Quinones (center) speaks on VCU's campus with Virginia Secretary of Health and Human Resources William A. Hazel, Jr. (left) and Len Nichols, director of the Center for Health Policy Research and Ethics at George Mason University. Quinones and Hazel answered questions from the audience following Quinones' lecture.

In documenting the rise of opioid addiction, Quinones found himself facing a question at the heart of the epidemic: What pain were we trying to treat?

“I think it had something to do with the fact that we have spent the last 35 years in this country destroying community,” Quinones said.

“We mock and claw at the earnings of government that provide the public assets and infrastructure that we take for granted and provide community life possible,” he said. “And meanwhile we exalt the private sector. We admire wealthy businesspeople regardless of how they made their money or whether they do anything of value for our community, while we ridicule and criticize government as incompetent, inefficient, wasteful.”

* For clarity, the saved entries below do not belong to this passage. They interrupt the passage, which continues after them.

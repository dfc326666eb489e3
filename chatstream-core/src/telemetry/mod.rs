//! Telemetry for stream lifecycles.
//! By default, no telemetry is emitted unless a sink is installed via `set_telemetry_sink`.

pub mod keys;
pub mod types;
#[cfg(test)]
pub mod test_span;

pub use keys::*;
pub use types::*;

use std::sync::Arc;

use once_cell::sync::OnceCell;

/// Implement this to receive stream telemetry.
///
/// Requirements:
/// - Implementations must be thread-safe (`Send + Sync`) and `'static`.
/// - `record` may be called from any thread, including from inside a tokio task.
/// - Keep overhead minimal; this runs on every state transition.
pub trait TelemetrySink: Send + Sync + 'static {
    fn record(&self, trace: StreamTrace);

    /// Called once per stream that reaches COMPLETED or ERROR.
    fn record_completion(&self, _log: CompletionLog) {}
}

static TELEMETRY_SINK: OnceCell<Arc<dyn TelemetrySink>> = OnceCell::new();

// In tests, gate emission to only the calling test thread to avoid cross-test interference.
#[cfg(test)]
thread_local! {
    static TEST_CAPTURE: std::cell::Cell<bool> = const { std::cell::Cell::new(false) };
}

/// Install a global telemetry sink. Returns `false` if a sink is already installed.
pub fn set_telemetry_sink(sink: Arc<dyn TelemetrySink>) -> bool {
    TELEMETRY_SINK.set(sink).is_ok()
}

#[cfg(test)]
fn capture_enabled() -> bool {
    TEST_CAPTURE.with(|c| c.get())
}

#[cfg(not(test))]
#[inline]
fn capture_enabled() -> bool {
    true
}

/// Emit a transition record if a sink is installed.
///
/// In tests, emission is suppressed unless explicitly enabled via `test_set_capture_enabled`.
#[inline]
pub(crate) fn emit(trace: StreamTrace) {
    if !capture_enabled() {
        return;
    }
    if let Some(sink) = TELEMETRY_SINK.get() {
        sink.record(trace);
    }
}

#[inline]
pub(crate) fn emit_completion(log: CompletionLog) {
    if !capture_enabled() {
        return;
    }
    if let Some(sink) = TELEMETRY_SINK.get() {
        sink.record_completion(log);
    }
}

#[cfg(test)]
/// Test-only helper: enable or disable capture for the current test thread.
///
/// Spawned threads in a test must call this as well if they should emit.
pub fn test_set_capture_enabled(enabled: bool) {
    TEST_CAPTURE.with(|c| c.set(enabled));
}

Moreover, he said, Americans seemed to want to embrace easy answers to all of their problems.

“We believe old rules don’t apply to us because we’re Americans,” he said. “These were years back when we believed it was normal for several baseball players every year to hit more than 60 home runs. It happened twice in the entire history of the sport. We believed too that you could package enormous numbers of badly, badly performing home loans ... and all of the sudden that’s a magnificent place to park your money. And we believed that massive prescribing of opiate painkillers from coast to coast, to all manner of people for all manner of conditions, would not result in widespread drug addiction.”

Americans came to see themselves as entitled to a life without pain, and not just physical pain, he said. They wanted solutions to avoid emotional and psychological pain, as well.

“We wound up dangerously separate, dangerously isolated from each other – whether in poverty or in affluence,” he said. “We wound up, in other words, just like Portsmouth after Dreamland closed. Kids no longer play in the street. Parks are unused. Dreamland lies underneath a strip mall.”

Heroin, he said, is what happens when you demolish Dreamland.

And yet, he said, there is hope on the horizon. The opioid crisis is bringing communities together and may lead to positive changes in society.

“Across the country, what I’ve noticed is that heroin, it turns out, is fearsome enough, scary enough, to begin to bring us together,” he said. “[I’ve seen] counties where they’re forming task forces, beginning to work together in ways they never have before.

“I believe, in fact, that it may be one of the most important forces for change in America, for it pushes us to recognize our own isolation from each other as Americans.”